| EXERCISE DIRECTIONS |
Your task is to find every line in the records that holds the string "process" and copy it.

(Extracted data entries)
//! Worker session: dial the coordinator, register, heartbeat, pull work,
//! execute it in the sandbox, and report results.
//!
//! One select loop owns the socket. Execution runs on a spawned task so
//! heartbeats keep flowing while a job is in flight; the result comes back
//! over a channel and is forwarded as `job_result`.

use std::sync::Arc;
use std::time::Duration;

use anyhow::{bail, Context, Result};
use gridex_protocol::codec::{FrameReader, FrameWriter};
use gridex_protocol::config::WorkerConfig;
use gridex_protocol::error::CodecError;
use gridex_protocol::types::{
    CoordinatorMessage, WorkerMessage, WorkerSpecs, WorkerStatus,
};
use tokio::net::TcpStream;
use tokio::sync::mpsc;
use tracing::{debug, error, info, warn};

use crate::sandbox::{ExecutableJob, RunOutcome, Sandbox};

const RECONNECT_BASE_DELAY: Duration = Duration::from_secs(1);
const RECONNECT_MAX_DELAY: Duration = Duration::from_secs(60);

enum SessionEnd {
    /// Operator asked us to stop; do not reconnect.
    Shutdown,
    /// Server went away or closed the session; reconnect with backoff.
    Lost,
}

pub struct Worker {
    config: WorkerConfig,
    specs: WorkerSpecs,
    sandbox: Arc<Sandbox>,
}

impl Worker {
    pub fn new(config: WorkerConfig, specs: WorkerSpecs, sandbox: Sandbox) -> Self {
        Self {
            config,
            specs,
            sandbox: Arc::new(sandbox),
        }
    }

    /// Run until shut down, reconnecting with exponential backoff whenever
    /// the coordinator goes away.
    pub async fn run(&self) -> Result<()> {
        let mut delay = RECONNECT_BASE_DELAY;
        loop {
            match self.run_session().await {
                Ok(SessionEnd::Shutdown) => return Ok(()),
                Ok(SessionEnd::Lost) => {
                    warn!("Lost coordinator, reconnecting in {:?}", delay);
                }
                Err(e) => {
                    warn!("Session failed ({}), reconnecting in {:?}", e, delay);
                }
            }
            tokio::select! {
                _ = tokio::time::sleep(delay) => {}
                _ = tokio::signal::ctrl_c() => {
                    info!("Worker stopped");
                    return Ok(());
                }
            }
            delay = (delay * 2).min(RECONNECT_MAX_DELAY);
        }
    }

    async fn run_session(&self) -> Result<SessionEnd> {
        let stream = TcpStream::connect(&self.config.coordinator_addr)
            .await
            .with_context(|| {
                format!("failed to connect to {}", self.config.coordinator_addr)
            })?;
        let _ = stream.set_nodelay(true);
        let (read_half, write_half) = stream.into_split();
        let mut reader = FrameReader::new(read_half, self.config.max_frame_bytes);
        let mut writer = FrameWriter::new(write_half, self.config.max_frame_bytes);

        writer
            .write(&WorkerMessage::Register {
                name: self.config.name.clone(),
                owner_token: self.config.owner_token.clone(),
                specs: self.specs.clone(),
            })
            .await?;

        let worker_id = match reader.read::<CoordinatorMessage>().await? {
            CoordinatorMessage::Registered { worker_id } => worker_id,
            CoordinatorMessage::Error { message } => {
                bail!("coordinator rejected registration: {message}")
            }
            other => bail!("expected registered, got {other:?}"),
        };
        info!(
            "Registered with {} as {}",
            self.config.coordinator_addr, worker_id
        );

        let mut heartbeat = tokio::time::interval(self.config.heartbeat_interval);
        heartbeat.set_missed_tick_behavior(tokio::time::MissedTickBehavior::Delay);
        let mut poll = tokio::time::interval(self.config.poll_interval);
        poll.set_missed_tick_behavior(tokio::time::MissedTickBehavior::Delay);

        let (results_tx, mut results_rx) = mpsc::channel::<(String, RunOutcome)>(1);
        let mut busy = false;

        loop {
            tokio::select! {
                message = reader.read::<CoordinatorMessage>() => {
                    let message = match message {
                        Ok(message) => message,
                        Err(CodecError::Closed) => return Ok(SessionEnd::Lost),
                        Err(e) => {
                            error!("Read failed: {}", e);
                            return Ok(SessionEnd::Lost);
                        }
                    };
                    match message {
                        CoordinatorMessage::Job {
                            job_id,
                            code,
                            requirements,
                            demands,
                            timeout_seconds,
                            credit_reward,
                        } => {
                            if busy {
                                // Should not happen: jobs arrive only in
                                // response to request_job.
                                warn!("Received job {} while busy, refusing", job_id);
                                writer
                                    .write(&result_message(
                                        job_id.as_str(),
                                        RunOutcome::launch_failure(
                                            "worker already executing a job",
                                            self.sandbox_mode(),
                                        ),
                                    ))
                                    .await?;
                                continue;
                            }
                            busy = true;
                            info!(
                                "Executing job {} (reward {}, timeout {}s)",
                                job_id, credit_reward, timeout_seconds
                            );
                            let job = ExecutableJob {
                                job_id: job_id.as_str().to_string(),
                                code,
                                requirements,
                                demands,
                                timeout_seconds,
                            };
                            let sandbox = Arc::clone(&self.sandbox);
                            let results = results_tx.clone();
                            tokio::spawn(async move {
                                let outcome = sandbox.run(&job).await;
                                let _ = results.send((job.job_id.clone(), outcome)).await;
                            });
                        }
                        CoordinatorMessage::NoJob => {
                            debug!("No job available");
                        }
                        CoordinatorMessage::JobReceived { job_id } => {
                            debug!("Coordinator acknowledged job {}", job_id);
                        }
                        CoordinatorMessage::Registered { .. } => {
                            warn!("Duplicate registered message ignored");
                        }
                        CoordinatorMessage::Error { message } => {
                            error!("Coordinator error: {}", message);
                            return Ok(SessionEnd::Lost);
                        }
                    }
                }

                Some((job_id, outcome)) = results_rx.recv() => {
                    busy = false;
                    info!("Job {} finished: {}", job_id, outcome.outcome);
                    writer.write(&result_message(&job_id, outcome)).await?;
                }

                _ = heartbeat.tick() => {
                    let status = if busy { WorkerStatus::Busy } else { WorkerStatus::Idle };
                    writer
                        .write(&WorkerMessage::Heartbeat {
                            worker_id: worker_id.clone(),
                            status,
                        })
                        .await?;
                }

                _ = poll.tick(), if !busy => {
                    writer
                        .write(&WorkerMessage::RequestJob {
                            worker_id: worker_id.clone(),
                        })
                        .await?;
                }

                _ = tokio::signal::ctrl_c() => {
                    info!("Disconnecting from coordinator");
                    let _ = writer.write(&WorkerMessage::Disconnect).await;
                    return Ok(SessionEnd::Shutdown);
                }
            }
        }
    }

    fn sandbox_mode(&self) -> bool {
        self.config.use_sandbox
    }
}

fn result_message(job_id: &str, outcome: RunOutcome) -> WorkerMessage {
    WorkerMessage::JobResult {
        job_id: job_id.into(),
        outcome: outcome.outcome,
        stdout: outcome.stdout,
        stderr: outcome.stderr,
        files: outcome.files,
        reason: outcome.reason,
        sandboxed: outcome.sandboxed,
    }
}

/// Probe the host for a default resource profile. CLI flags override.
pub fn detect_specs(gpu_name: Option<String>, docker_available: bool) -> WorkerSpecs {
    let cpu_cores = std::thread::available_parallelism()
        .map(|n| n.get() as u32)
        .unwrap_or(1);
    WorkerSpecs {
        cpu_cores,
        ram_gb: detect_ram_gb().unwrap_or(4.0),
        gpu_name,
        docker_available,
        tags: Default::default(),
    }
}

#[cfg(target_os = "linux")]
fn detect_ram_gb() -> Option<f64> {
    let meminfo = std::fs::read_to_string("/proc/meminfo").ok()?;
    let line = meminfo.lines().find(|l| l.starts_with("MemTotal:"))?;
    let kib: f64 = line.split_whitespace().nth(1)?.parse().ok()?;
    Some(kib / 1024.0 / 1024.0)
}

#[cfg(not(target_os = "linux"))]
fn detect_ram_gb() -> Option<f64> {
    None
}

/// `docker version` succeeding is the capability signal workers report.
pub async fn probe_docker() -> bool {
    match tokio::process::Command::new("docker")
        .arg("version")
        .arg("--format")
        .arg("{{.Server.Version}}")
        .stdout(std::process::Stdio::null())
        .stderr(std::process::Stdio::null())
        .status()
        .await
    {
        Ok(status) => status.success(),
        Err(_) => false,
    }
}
...
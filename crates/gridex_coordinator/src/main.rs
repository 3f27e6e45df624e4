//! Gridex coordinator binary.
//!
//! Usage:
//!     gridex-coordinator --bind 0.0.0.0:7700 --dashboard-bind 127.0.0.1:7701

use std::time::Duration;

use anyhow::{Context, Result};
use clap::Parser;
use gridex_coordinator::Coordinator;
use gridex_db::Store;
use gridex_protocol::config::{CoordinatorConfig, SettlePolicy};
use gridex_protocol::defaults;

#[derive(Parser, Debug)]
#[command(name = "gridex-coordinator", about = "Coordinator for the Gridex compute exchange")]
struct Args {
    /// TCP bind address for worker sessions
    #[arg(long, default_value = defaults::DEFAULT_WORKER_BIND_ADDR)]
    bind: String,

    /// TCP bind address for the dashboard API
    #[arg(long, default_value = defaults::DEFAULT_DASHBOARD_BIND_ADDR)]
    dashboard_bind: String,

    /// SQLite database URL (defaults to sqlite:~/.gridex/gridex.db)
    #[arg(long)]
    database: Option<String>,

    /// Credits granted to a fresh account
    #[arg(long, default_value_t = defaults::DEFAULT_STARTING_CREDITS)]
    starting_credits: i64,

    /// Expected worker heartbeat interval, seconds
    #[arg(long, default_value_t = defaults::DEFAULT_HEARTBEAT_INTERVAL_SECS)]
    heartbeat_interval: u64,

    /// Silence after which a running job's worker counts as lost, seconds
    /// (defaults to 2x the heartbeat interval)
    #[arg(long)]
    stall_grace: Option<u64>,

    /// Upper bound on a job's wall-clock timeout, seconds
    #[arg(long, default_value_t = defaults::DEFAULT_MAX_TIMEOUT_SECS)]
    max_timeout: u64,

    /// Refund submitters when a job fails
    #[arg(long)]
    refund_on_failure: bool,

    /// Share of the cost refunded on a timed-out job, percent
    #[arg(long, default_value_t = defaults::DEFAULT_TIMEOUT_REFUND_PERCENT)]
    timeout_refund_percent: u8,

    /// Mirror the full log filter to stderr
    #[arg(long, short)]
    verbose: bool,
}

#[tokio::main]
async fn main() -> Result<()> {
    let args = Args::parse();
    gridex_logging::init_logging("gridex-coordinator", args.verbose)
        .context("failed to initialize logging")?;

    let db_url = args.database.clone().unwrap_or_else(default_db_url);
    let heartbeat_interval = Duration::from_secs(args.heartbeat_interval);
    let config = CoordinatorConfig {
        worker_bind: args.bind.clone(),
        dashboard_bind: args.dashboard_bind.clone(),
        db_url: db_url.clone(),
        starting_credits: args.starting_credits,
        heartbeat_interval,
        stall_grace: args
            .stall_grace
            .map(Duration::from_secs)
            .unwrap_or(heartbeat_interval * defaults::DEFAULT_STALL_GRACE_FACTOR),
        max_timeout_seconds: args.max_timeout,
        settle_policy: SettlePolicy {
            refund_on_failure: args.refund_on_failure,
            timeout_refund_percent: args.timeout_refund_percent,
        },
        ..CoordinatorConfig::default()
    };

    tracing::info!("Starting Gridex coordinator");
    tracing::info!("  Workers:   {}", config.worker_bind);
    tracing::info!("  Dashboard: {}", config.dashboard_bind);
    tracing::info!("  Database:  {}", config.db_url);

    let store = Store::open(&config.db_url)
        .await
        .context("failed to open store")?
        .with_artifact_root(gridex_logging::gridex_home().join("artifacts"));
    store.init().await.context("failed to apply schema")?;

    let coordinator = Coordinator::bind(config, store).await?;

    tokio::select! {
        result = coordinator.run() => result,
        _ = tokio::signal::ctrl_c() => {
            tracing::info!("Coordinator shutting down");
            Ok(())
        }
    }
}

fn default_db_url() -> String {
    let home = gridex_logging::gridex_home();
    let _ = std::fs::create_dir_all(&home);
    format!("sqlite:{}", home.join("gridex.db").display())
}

| RESPONSE |
    match tokio::process::Command::new("docker")
        .stdout(std::process::Stdio::null())
        .stderr(std::process::Stdio::null())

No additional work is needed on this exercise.